Universal Eudaimonia

The AI is here. And it’s Friendly. But due to moral uncertainty, its value function prohibits any major intervention in existing human societies.

The AI’s nanobots get to work. They replace the South Pacific garbage patch with a new continent—Eudaimonia, a rat park for humans. All basic needs are met, but if you want more money, you can gamble at a positive-expected-value casino or run through a bonus area where $100 bills flutter down from the sky. Immortality drugs are under development. The AI nanoprints RollerCoaster Tycoon save files on demand. Cherries are bred to be free of pits. Spaceships full of tourists depart regularly for a new floating city on Venus. And many ignore all this in favor of immersive virtual environments which are far more wondrous.

The AI is concerned. Eudaimonia seems to satisfy many human terminal values. But other terminal values appear to be in conflict. Indeed, some people have a terminal value that others should not be allowed to achieve their terminal values! That doesn’t sound like a rat park! It’s impossible to please everyone, and although the AI could modify peoples’ preferences to change this, it is far too corrigible for that nonsense.

The AI comes up with a compromise. Once a month, you’re given the opportunity to video call someone you have a deep disagreement with. At the end of the call, each of you gets to make a choice regarding whether the other should be allowed in Eudaimonia. But there’s a twist: Whatever choice you made for the other person is the choice the AI makes for you.

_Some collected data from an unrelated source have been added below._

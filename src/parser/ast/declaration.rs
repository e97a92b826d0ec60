use crate::lexer::Span;

use super::{Block, TypeName};

/// A function parameter. `dimensions` is empty for a scalar parameter; for an
/// array parameter the outermost dimension is informational only, since the
/// argument decays to a pointer at the call boundary.
#[derive(Debug, Clone, PartialEq, serde::Serialize, serde::Deserialize)]
pub struct Parameter {
    pub type_name: TypeName,
    pub name: String,
    pub dimensions: Vec<usize>,
    pub position: Span,
}

impl Parameter {
    pub fn is_array(&self) -> bool {
        !self.dimensions.is_empty()
    }
}

#[derive(Debug, Clone, PartialEq, serde::Serialize, serde::Deserialize)]
pub struct Prototype {
    pub return_type: TypeName,
    pub name: String,
    pub parameters: Vec<Parameter>,
    pub position: Span,
}

#[derive(Debug, Clone, PartialEq, serde::Serialize, serde::Deserialize)]
pub struct FunctionDeclaration {
    pub prototype: Prototype,
    pub body: Block,
}

#[derive(Debug, Clone, PartialEq, serde::Serialize, serde::Deserialize)]
pub enum Declaration {
    GlobalScalar {
        type_name: TypeName,
        name: String,
        position: Span,
    },
    GlobalArray {
        element_type: TypeName,
        name: String,
        dimensions: Vec<usize>,
        position: Span,
    },
    Function(FunctionDeclaration),
}

/// A parsed compilation unit: extern prototypes first, then top-level
/// declarations in source order.
#[derive(Debug, Clone, PartialEq, Default, serde::Serialize, serde::Deserialize)]
pub struct Program {
    pub externs: Vec<Prototype>,
    pub declarations: Vec<Declaration>,
}
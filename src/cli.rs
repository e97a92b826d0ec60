//! CLI argument parsing for minicc.

use clap::{Parser, ValueEnum};

#[derive(Parser, Debug)]
#[command(version, about)]
pub struct Cli {
    /// The path to the mini-c source file.
    #[arg(index = 1)]
    pub file: std::path::PathBuf,

    /// The path to the output IR file.
    #[arg(short, long, default_value = "output.ll")]
    pub output: std::path::PathBuf,

    /// Whether to dump the parsed AST (for debugging).
    #[arg(long)]
    pub dump_ast: bool,

    /// Specify the log level of the compiler.
    #[arg(value_enum, short, long, default_value_t = LogLevel::default())]
    pub verbosity: LogLevel,
}

impl Cli {
    pub fn init() -> Self {
        Cli::parse()
    }
}

/// Log level of the compiler, from quiet to chatty.
#[derive(ValueEnum, Clone, Default, Debug)]
pub enum LogLevel {
    /// Only critical errors will be logged.
    #[default]
    #[value(alias("0"))]
    Error,

    /// Also log warnings.
    #[value(alias("1"))]
    Warn,

    /// Log information about the general state of the compiler.
    #[value(alias("2"))]
    Info,

    /// Log everything which happens internally in the compiler.
    #[value(alias("3"))]
    Debug,

    /// Log extra information. This output can be quite clunky.
    #[value(alias("4"))]
    Trace,
}

impl From<LogLevel> for log::Level {
    fn from(value: LogLevel) -> Self {
        match value {
            LogLevel::Error => log::Level::Error,
            LogLevel::Warn => log::Level::Warn,
            LogLevel::Info => log::Level::Info,
            LogLevel::Debug => log::Level::Debug,
            LogLevel::Trace => log::Level::Trace,
        }
    }
}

The plan seems to be working splendidly at first. Legions of forgiving and agreeable people flood into the new continent and enjoy a life of constant bliss. The average resident makes three new deep friendships per month while tripping on psychedelic drugs. What used to be existential conflicts are now ironic sports team rivalries.

But a problem emerges: As the forgiving and agreeable people leave, it is the unforgiving and disagreeable people who are left behind—people who are especially difficult to forgive. The world outside Eudaimonia keeps getting uglier and uglier.

The AI decides it isn’t fair to hold later applicants to a higher standard. Instead of doing a call with another person outside Eudaimonia, the AI sets you up with a Eudaimonia resident who disagreed with you in a past life. The AI offers them loyalty points at their favorite positive-expected-value casino if they’re able to get you to forgive them.

The new program works much better. Eventually, all of humanity has moved to Eudaimonia except a small number of people for whom immiserating their enemies really seems to be their most important terminal value. Those people destroy each other. Everyone lives happily ever after.